TASK INSTRUCTIONS. Show all lines of the listing that contain the word "filter".
++++++++++++++++++++
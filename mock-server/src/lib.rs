use std::{collections::HashMap, sync::Arc};

use axum::{
    body::Body,
    extract::{OriginalUri, Path, Query, Request, State},
    http::{header, request::Parts, StatusCode},
    middleware::{self, Next},
    response::{IntoResponse, Response},
    routing::{get, post},
    Form, Json, Router,
};
use base64::{engine::general_purpose::STANDARD, Engine};
use hmac::{Hmac, Mac};
use serde::{Deserialize, Serialize};
use serde_json::json;
use sha2::{Digest, Sha256};
use tokio::{net::TcpListener, sync::RwLock};
use tracing::debug;
use uuid::Uuid;

type HmacSha256 = Hmac<Sha256>;

pub const DEFAULT_ACCESS_ID: &str = "test_tenant";
pub const DEFAULT_SECRET_KEY: &str = "12345";
pub const SIGNATURE_SCHEME: &str = "APIAuth-HMAC-SHA256";
pub const CONTENT_HASH_HEADER: &str = "x-authorization-content-sha256";

/// Largest request body the signature check will buffer.
const MAX_SIGNED_BODY: usize = 1024 * 1024;

#[derive(Clone, Debug, PartialEq, Serialize, Deserialize)]
pub struct Event {
    pub event_id: String,
    pub user_id: String,
    pub title: String,
    #[serde(default, skip_serializing_if = "Option::is_none")]
    pub date: Option<String>,
    #[serde(default, skip_serializing_if = "Option::is_none")]
    pub description: Option<String>,
}

#[derive(Clone, Debug, Serialize, Deserialize)]
pub struct AppAuthorization {
    pub user_id: String,
    pub tenant_id: String,
}

#[derive(Deserialize)]
pub struct AuthorizeForm {
    pub user_id: Option<String>,
}

/// Form body for create and update. Unknown fields are ignored.
#[derive(Deserialize)]
pub struct EventForm {
    pub title: Option<String>,
    pub date: Option<String>,
    pub description: Option<String>,
}

#[derive(Deserialize)]
pub struct ListQuery {
    pub date: Option<String>,
}

pub struct AppState {
    access_id: String,
    secret_key: String,
    events: RwLock<HashMap<String, Event>>,
}

pub type Db = Arc<AppState>;

/// Error response with a JSON body `{"error": "..."}`.
struct Failure(StatusCode, &'static str);

impl IntoResponse for Failure {
    fn into_response(self) -> Response {
        (self.0, Json(json!({ "error": self.1 }))).into_response()
    }
}

pub fn app() -> Router {
    app_with(DEFAULT_ACCESS_ID, DEFAULT_SECRET_KEY)
}

/// Router accepting requests signed for `access_id` with `secret_key`.
pub fn app_with(access_id: &str, secret_key: &str) -> Router {
    let db: Db = Arc::new(AppState {
        access_id: access_id.to_string(),
        secret_key: secret_key.to_string(),
        events: RwLock::new(HashMap::new()),
    });
    let api = Router::new()
        .route("/app_authorization_requests", post(authorize))
        .route("/users/{user_id}/events", get(list_events).post(create_event))
        .route(
            "/events/{event_id}",
            get(get_event).put(update_event).delete(delete_event),
        )
        .route_layer(middleware::from_fn_with_state(db.clone(), require_signature))
        .with_state(db);
    Router::new().nest("/api/v1", api)
}

pub async fn run(listener: TcpListener) -> Result<(), std::io::Error> {
    axum::serve(listener, app()).await
}

pub async fn run_with(
    listener: TcpListener,
    access_id: &str,
    secret_key: &str,
) -> Result<(), std::io::Error> {
    axum::serve(listener, app_with(access_id, secret_key)).await
}

/// Base64 SHA-256 of a request body, as sent in `X-Authorization-Content-SHA256`.
pub fn content_hash(body: &[u8]) -> String {
    STANDARD.encode(Sha256::digest(body))
}

/// `METHOD,content-type,content-hash,request-uri,date`
pub fn canonical_string(
    method: &str,
    content_type: &str,
    content_hash: &str,
    request_uri: &str,
    date: &str,
) -> String {
    format!("{method},{content_type},{content_hash},{request_uri},{date}")
}

/// Base64 HMAC-SHA256 of `canonical` keyed with `secret_key`.
pub fn compute_signature(secret_key: &str, canonical: &str) -> Option<String> {
    let mut mac = keyed_mac(secret_key)?;
    mac.update(canonical.as_bytes());
    Some(STANDARD.encode(mac.finalize().into_bytes()))
}

fn keyed_mac(secret_key: &str) -> Option<HmacSha256> {
    HmacSha256::new_from_slice(secret_key.as_bytes()).ok()
}

fn header_str<'a>(parts: &'a Parts, name: impl header::AsHeaderName) -> &'a str {
    parts
        .headers
        .get(name)
        .and_then(|v| v.to_str().ok())
        .unwrap_or_default()
}

/// Recomputes the APIAuth signature over the full request URI and the
/// buffered body. The body hash header, when sent, must match the body.
fn verify_signature(db: &AppState, parts: &Parts, request_uri: &str, body: &[u8]) -> bool {
    let prefix = format!("{SIGNATURE_SCHEME} {}:", db.access_id);
    let Some(signature) = header_str(parts, header::AUTHORIZATION).strip_prefix(prefix.as_str())
    else {
        return false;
    };
    let Ok(signature) = STANDARD.decode(signature) else {
        return false;
    };

    let hash = header_str(parts, CONTENT_HASH_HEADER);
    let body_matches = if hash.is_empty() {
        body.is_empty()
    } else {
        hash == content_hash(body)
    };
    if !body_matches {
        return false;
    }

    let canonical = canonical_string(
        parts.method.as_str(),
        header_str(parts, header::CONTENT_TYPE),
        hash,
        request_uri,
        header_str(parts, header::DATE),
    );
    let Some(mut mac) = keyed_mac(&db.secret_key) else {
        return false;
    };
    mac.update(canonical.as_bytes());
    mac.verify_slice(&signature).is_ok()
}

async fn require_signature(State(db): State<Db>, request: Request, next: Next) -> Response {
    // Nested routers see the URI with `/api/v1` stripped; the client signs the full one.
    let uri = request
        .extensions()
        .get::<OriginalUri>()
        .map(|original| original.0.clone())
        .unwrap_or_else(|| request.uri().clone());
    let request_uri = uri
        .path_and_query()
        .map(|pq| pq.as_str().to_string())
        .unwrap_or_else(|| uri.path().to_string());

    let (parts, body) = request.into_parts();
    let Ok(body) = axum::body::to_bytes(body, MAX_SIGNED_BODY).await else {
        return Failure(StatusCode::PAYLOAD_TOO_LARGE, "request body too large").into_response();
    };
    if !verify_signature(&db, &parts, &request_uri, &body) {
        debug!(uri = %request_uri, "rejected request with invalid signature");
        return Failure(StatusCode::UNAUTHORIZED, "invalid credentials").into_response();
    }
    next.run(Request::from_parts(parts, Body::from(body))).await
}

async fn authorize(
    State(db): State<Db>,
    Form(input): Form<AuthorizeForm>,
) -> Result<Json<AppAuthorization>, Failure> {
    let user_id = input
        .user_id
        .filter(|id| !id.is_empty())
        .ok_or(Failure(StatusCode::UNPROCESSABLE_ENTITY, "user_id is required"))?;
    Ok(Json(AppAuthorization {
        user_id,
        tenant_id: db.access_id.clone(),
    }))
}

async fn list_events(
    State(db): State<Db>,
    Path(user_id): Path<String>,
    Query(query): Query<ListQuery>,
) -> Json<Vec<Event>> {
    let events = db.events.read().await;
    let mut matching: Vec<Event> = events
        .values()
        .filter(|e| e.user_id == user_id)
        .filter(|e| query.date.is_none() || e.date == query.date)
        .cloned()
        .collect();
    matching.sort_by(|a, b| a.title.cmp(&b.title));
    Json(matching)
}

async fn create_event(
    State(db): State<Db>,
    Path(user_id): Path<String>,
    Form(input): Form<EventForm>,
) -> Result<(StatusCode, Json<Event>), Failure> {
    let title = required_title(input.title)?;
    let event = Event {
        event_id: Uuid::new_v4().to_string(),
        user_id,
        title,
        date: input.date,
        description: input.description,
    };
    debug!(event_id = %event.event_id, "created event");
    db.events.write().await.insert(event.event_id.clone(), event.clone());
    Ok((StatusCode::CREATED, Json(event)))
}

async fn get_event(
    State(db): State<Db>,
    Path(event_id): Path<String>,
) -> Result<Json<Event>, Failure> {
    let events = db.events.read().await;
    events.get(&event_id).cloned().map(Json).ok_or_else(not_found)
}

/// Replaces every field with the submitted form; there is no partial update.
async fn update_event(
    State(db): State<Db>,
    Path(event_id): Path<String>,
    Form(input): Form<EventForm>,
) -> Result<Json<Event>, Failure> {
    let mut events = db.events.write().await;
    let event = events.get_mut(&event_id).ok_or_else(not_found)?;
    event.title = required_title(input.title)?;
    event.date = input.date;
    event.description = input.description;
    Ok(Json(event.clone()))
}

async fn delete_event(
    State(db): State<Db>,
    Path(event_id): Path<String>,
) -> Result<StatusCode, Failure> {
    let mut events = db.events.write().await;
    events
        .remove(&event_id)
        .map(|_| StatusCode::NO_CONTENT)
        .ok_or_else(not_found)
}

fn required_title(title: Option<String>) -> Result<String, Failure> {
    title
        .filter(|t| !t.trim().is_empty())
        .ok_or(Failure(StatusCode::UNPROCESSABLE_ENTITY, "title is required"))
}

fn not_found() -> Failure {
    Failure(StatusCode::NOT_FOUND, "event not found")
}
++++++++++++++++++++
RESPONSE AREA.
        .filter(|id| !id.is_empty())
        .filter(|e| e.user_id == user_id)
        .filter(|e| query.date.is_none() || e.date == query.date)
        .filter(|t| !t.trim().is_empty())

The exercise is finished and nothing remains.